The investment in Beautycounter builds on Carlyle’s long-term focus on partnering with founder-led brands focused on growth. Equity capital for the investment came from Carlyle Partners VII, an $18.5 billion fund that makes majority and strategic minority investments primarily in the US in targeted industries, including consumer, media and  retail.

“We are so excited to partner with Gregg and her outstanding executive team to support Beautycounter’s movement to bring safer products to consumers,” said Jay Sammons, head of global consumer, media & retail, The Carlyle Group. “Beautycounter is a pioneer and leader in the fast-growing clean beauty industry, and we see an opportunity to support a talented, founder-led team in amplifying the brand’s mission to change beauty forever.”
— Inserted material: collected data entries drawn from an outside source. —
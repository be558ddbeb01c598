//! Application configuration management

use std::path::PathBuf;
use std::sync::Arc;

use parking_lot::RwLock;

use mv_core::{ConfigError, ViewerConfig};

pub use mv_core::UiTheme;

/// Environment variable overriding the config file location
pub const CONFIG_PATH_ENV: &str = "MV_CONFIG";

/// Default config file name, relative to the working directory
pub const DEFAULT_CONFIG_FILE: &str = "mv-config.ron";

/// Shared configuration handle
pub type SharedConfig = Arc<RwLock<ConfigManager>>;

/// Owns the active [`ViewerConfig`] and where it is persisted
#[derive(Debug, Clone, Default)]
pub struct ConfigManager {
    config: ViewerConfig,
    path: Option<PathBuf>,
}

impl ConfigManager {
    /// In-memory manager that never touches the disk
    pub fn in_memory(config: ViewerConfig) -> Self {
        Self { config, path: None }
    }

    /// Load from `path`, falling back to defaults when the file is missing
    /// or unreadable. Saving later writes back to `path`.
    pub fn load_or_default(path: impl Into<PathBuf>) -> Self {
        let path = path.into();
        let config = if path.exists() {
            match ViewerConfig::load(&path) {
                Ok(config) => {
                    tracing::info!("Loaded config from {}", path.display());
                    config
                }
                Err(e) => {
                    tracing::warn!("Failed to load config {}: {}, using defaults", path.display(), e);
                    ViewerConfig::default()
                }
            }
        } else {
            tracing::debug!("No config at {}, using defaults", path.display());
            ViewerConfig::default()
        };

        Self {
            config,
            path: Some(path),
        }
    }

    /// Config file from `MV_CONFIG`, or `mv-config.ron` in the working directory
    #[cfg(not(target_arch = "wasm32"))]
    pub fn from_env() -> Self {
        let path = std::env::var_os(CONFIG_PATH_ENV)
            .map(PathBuf::from)
            .unwrap_or_else(|| PathBuf::from(DEFAULT_CONFIG_FILE));
        Self::load_or_default(path)
    }

    /// No filesystem in the browser
    #[cfg(target_arch = "wasm32")]
    pub fn from_env() -> Self {
        Self::in_memory(ViewerConfig::default())
    }

    pub fn config(&self) -> &ViewerConfig {
        &self.config
    }

    pub fn config_mut(&mut self) -> &mut ViewerConfig {
        &mut self.config
    }

    pub fn path(&self) -> Option<&PathBuf> {
        self.path.as_ref()
    }

    pub fn set_theme(&mut self, theme: UiTheme) {
        self.config.ui.theme = theme;
    }

    /// Write the config back to its file. No-op for in-memory managers.
    pub fn save(&self) -> Result<(), ConfigError> {
        let Some(path) = &self.path else {
            return Ok(());
        };
        self.config.save(path)?;
        tracing::info!("Saved config to {}", path.display());
        Ok(())
    }

    /// Wrap in a [`SharedConfig`]
    pub fn into_shared(self) -> SharedConfig {
        Arc::new(RwLock::new(self))
    }
}

#[cfg(test)]
mod tests {
    use super::*;

    #[test]
    fn test_missing_file_uses_defaults() {
        let dir = tempfile::tempdir().unwrap();
        let manager = ConfigManager::load_or_default(dir.path().join("absent.ron"));
        assert_eq!(manager.config(), &ViewerConfig::default());
        assert!(manager.path().is_some());
    }

    #[test]
    fn test_save_and_reload() {
        let dir = tempfile::tempdir().unwrap();
        let path = dir.path().join("viewer.ron");

        let mut manager = ConfigManager::load_or_default(&path);
        manager.set_theme(UiTheme::Light);
        manager.config_mut().gizmo.size = 2.0;
        manager.save().unwrap();

        let reloaded = ConfigManager::load_or_default(&path);
        assert_eq!(reloaded.config().ui.theme, UiTheme::Light);
        assert_eq!(reloaded.config().gizmo.size, 2.0);
    }

    #[test]
    fn test_corrupt_file_falls_back() {
        let dir = tempfile::tempdir().unwrap();
        let path = dir.path().join("broken.ron");
        std::fs::write(&path, "ViewerConfig(selection: 42").unwrap();

        let manager = ConfigManager::load_or_default(&path);
        assert_eq!(manager.config(), &ViewerConfig::default());
    }

    #[test]
    fn test_in_memory_save_is_noop() {
        let manager = ConfigManager::in_memory(ViewerConfig::default());
        assert!(manager.save().is_ok());
        assert!(manager.path().is_none());
    }
}
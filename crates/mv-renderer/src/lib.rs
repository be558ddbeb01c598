//! Viewport math for the anatomy model viewer
//!
//! Camera and pointer rays, ray picking against scene objects, and the
//! transform gizmo widget.

pub mod camera;
pub mod constants;
pub mod gizmo;
pub mod picking;

pub use camera::{Camera, OrbitControls, PointerEvent};
pub use gizmo::{
    GizmoAxis, GizmoError, GizmoHit, GizmoOperation, GizmoTransform, GizmoWidget, TransformGizmo,
};
pub use picking::{Intersection, intersect_object, intersect_objects};
//! Eligibility rules for hover, selection and gizmo attachment.
//!
//! Opacity is always checked first and vetoes in every mode. The movable
//! marker only matters when attaching while translating or rotating.

use uuid::Uuid;

use crate::config::SelectionConfig;
use crate::error::SelectionError;
use crate::mode::InteractionMode;
use crate::object::SceneObject;
use crate::scene::Scene;

/// Name marker and opacity threshold used by the eligibility checks
#[derive(Debug, Clone, PartialEq)]
pub struct SelectionPolicy {
    pub movable_marker: String,
    pub visibility_threshold: f32,
}

impl Default for SelectionPolicy {
    fn default() -> Self {
        Self::from(&SelectionConfig::default())
    }
}

impl From<&SelectionConfig> for SelectionPolicy {
    fn from(config: &SelectionConfig) -> Self {
        Self {
            movable_marker: config.movable_marker.clone(),
            visibility_threshold: config.visibility_threshold,
        }
    }
}

impl SelectionPolicy {
    /// The object exists and its opacity is above the threshold
    pub fn check_visible<'a>(
        &self,
        scene: &'a Scene,
        id: Uuid,
    ) -> Result<&'a SceneObject, SelectionError> {
        let object = scene.get(id).ok_or(SelectionError::NotFound(id))?;
        let opacity = object
            .opacity()
            .ok_or_else(|| SelectionError::NoMaterial(object.name.clone()))?;
        if opacity <= self.visibility_threshold {
            return Err(SelectionError::Invisible {
                name: object.name.clone(),
                opacity,
            });
        }
        Ok(object)
    }

    /// Visible, and movable if `mode` binds the gizmo
    pub fn check_attachable<'a>(
        &self,
        scene: &'a Scene,
        id: Uuid,
        mode: InteractionMode,
    ) -> Result<&'a SceneObject, SelectionError> {
        let object = self.check_visible(scene, id)?;
        if mode.is_manipulating() && !object.is_movable(&self.movable_marker) {
            return Err(SelectionError::NotMovable {
                name: object.name.clone(),
                mode,
            });
        }
        Ok(object)
    }

    /// Visible and movable, regardless of mode
    pub fn check_hoverable<'a>(
        &self,
        scene: &'a Scene,
        id: Uuid,
    ) -> Result<&'a SceneObject, SelectionError> {
        let object = self.check_visible(scene, id)?;
        if !object.is_movable(&self.movable_marker) {
            return Err(SelectionError::NotMovable {
                name: object.name.clone(),
                mode: InteractionMode::Viewer,
            });
        }
        Ok(object)
    }
}

#[cfg(test)]
mod tests {
    use super::*;
    use crate::bounds::BoundingBox;
    use crate::object::Material;
    use glam::Vec3;

    fn scene_with(name: &str, opacity: f32) -> (Scene, Uuid) {
        let mut scene = Scene::new();
        let id = scene.add(
            SceneObject::mesh(name, BoundingBox::new(Vec3::ZERO, Vec3::ONE))
                .with_material(Material::default().opacity(opacity)),
        );
        (scene, id)
    }

    #[test]
    fn test_invisible_rejected_in_every_mode() {
        let policy = SelectionPolicy::default();
        let (scene, id) = scene_with("liver_mov", 0.005);
        for mode in InteractionMode::ALL {
            assert!(matches!(
                policy.check_attachable(&scene, id, mode),
                Err(SelectionError::Invisible { .. })
            ));
        }
    }

    #[test]
    fn test_marker_only_matters_when_manipulating() {
        let policy = SelectionPolicy::default();
        let (scene, id) = scene_with("liver", 1.0);
        assert!(policy.check_attachable(&scene, id, InteractionMode::Viewer).is_ok());
        assert!(matches!(
            policy.check_attachable(&scene, id, InteractionMode::Translate),
            Err(SelectionError::NotMovable { .. })
        ));
        assert!(matches!(
            policy.check_attachable(&scene, id, InteractionMode::Rotate),
            Err(SelectionError::NotMovable { .. })
        ));
    }

    #[test]
    fn test_opacity_checked_before_marker() {
        let policy = SelectionPolicy::default();
        let (scene, id) = scene_with("liver", 0.0);
        assert!(matches!(
            policy.check_attachable(&scene, id, InteractionMode::Translate),
            Err(SelectionError::Invisible { .. })
        ));
    }

    #[test]
    fn test_missing_and_materialless_objects() {
        let policy = SelectionPolicy::default();
        let mut scene = Scene::new();
        let group = scene.add(SceneObject::group("vessels_mov"));
        let missing = Uuid::new_v4();

        assert_eq!(
            policy.check_visible(&scene, missing).unwrap_err(),
            SelectionError::NotFound(missing)
        );
        assert!(matches!(
            policy.check_hoverable(&scene, group),
            Err(SelectionError::NoMaterial(_))
        ));
    }
}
Beautycounter describes itself as a mission driven, digitally native, clean beauty brand that has continued to lead and define the future of the global beauty industry since its launch in 2013. The company maintains that its efforts have led the way for ingredient innovation and transparency. Beautycounter's The Never List is designed to ensure 1,800 questionable or potentially harmful ingredients are never used in its product formulations as part of its Blueprint for Clean; achieved clinically-proven product efficacy, creating award-winning makeup and skin care driving consumer loyalty; and prioritized advocacy, passing nine pieces of legislation to advance personal care product safety in the US. Despite the popularity of clean beauty, industry experts insist the term is a misnomer

Similar acquisitions may be imminent, predicts Audrey Depraeter-Montacel, global beauty lead for Accenture. She noted that in the space of a few months, the landscape has changed remarkably.

“With a big shakeup resulting from the COVID-19 pandemic, we can expect to see an increase in investment activity as the crisis stabilizes,” she insisted. “Traditional players are evaluating differentiated, emerging brands that could strategically fit within their portfolio.”

According to  Depraeter-Montacel, there are many reasons to think beauty will be one of the sectors to bounce back strongly. For example, the industry has a history of technology-led innovation and organizational agility means it’s well placed to rebound from the pandemic.

“The industry continues to be disrupted by the growth of direct-to-consumer channels such as e-commerce platforms and the use of social media to engage directly with consumers,” said Depraeter-Montacel. “It comes as no surprise that e-commerce has reigned over the last year and isn’t going away, with consumers who previously only shopped infrequently online now being four times more likely to purchase their makeup and personal care products online now compared to pre-pandemic according to Accenture research.”

Depraeter-Montacel said the beauty market is experiencing accelerated shifts in consumer preferences. Innovative start-ups are selling on trend natural, organic, clean and cruelty-free products, predominantly to millennial consumers, who are more informed and seek transparency in ingredients, packaging, sustainability and ethical sourcing.

“Moving with pace, agility and creativity is what startups and disruptors do best,” she insisted. “They are adept at reinventing the beauty experience, making it much more than a transactional – selling products to many – event.”

If that's the case, expect more indie beauty brands to find eager investors on Wall Street and among multinationals in the fast-moving consumer goods space.